SimMoblity is the simulation platform of the Future Urban Mobility Research Group at the Singapore-MIT Alliance for Research and Technology (SMART) that aims to serve as the nexus of Future Mobility research evaluations. It integrate various mobility-sensitive behavioral models with state-of-the-art scalable simulators to predict the impact of mobility demands on transportation networks, intelligent transportation services and vehicular emissions. The platform enables the simulation of the effects of a portfolio of technology, policy and investment options under alternative future scenarios. Specifically, SimMobility encompasses the modeling of millions of agents, from pedestrians to drivers, from phones and traffic lights to GPS, from cars to buses and trains, from second-by-second to year-by-year simulations, across entire countries.
SimMobility is being designed to be: activity-based; multi-modal; multi-scale; fully modular; and consistent across levels. Below we further explain each of these concepts.
Activity-based - In SimMobility, representation of individuals as agents in the model is necessary for simulating how people will react in the uncertain future. The decision process of the agents is modeled by an activity-based approach. Activity-based modeling improves on single-trip modeling by combining multiple trips and activities into the schedule that drives the demand for transportation networks.
Multi-modal - One of the promising approaches to current mobility problems such as congestion, high accessibility demand at certain places, environmental impacts and energy consumption is considering the transport system from a multi-modal viewpoint. To support multi-modality SimMobility explicitly simulates private traffic, public transit, pedestrian traffic as well as freight transportation, and allows agents to switch between these modes over the course of a given day.
Multi-scale - The high-level design of SimMobility is shown in Figure 1. SimMobility comprises three primary modules differentiated by the timeframe in which we consider the behaviour of an urban system. The short-term model functions at the operational level; it simulates movement of agents at a microscopic granularity (within day).

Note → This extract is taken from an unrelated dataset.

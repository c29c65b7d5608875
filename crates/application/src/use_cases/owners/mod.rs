pub mod resolve_owner_chain;

pub use resolve_owner_chain::ResolveOwnerChainUseCase;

It synthesizes driving and travel behavior in detail and also interacts with a communication simulator that models the impact of device to device communication on these behaviours. The mid-term (day-to-day) simulator handles transportation demand for passengers and goods; it simulates agents’ behavior which includes their activity and travel patterns. The mid term represents moving vehicles in aggregate, and routes are generated by behavior-based demand models. The long-term (year-to-year) model captures land use and economic activity, with special emphasis on accessibility. It predicts the evolution of land use and property development and use, determines the associated life cycle decisions of agents, and accounts for interactions among individuals and firms.
Fully modular - Although we have been presenting our project as simultaneously having the three levels, of short-term, mid-term, and long-term, it would not be practical or even necessary to tightly couple them all the time. In fact, we apply the opposite concept: each level should be able to work independently and only needs to access others when necessary (e.g. if an update on accessibilities is needed for the long term for specific area or time frame, it calls the mid-term).
Consistent across all levels - The key to multi-scale integration in SimMobility is a single database model that is shared across all levels. Every agent exists and is recognized at all levels simultaneously, and information is used according to each level’s needs (e.g. the long-term model doesn’t need to know reaction times from the short-term model). In this way, the behaviours will remain consistent and, even if run separately, the impacts from one level’s model will be propagated to the others gracefully.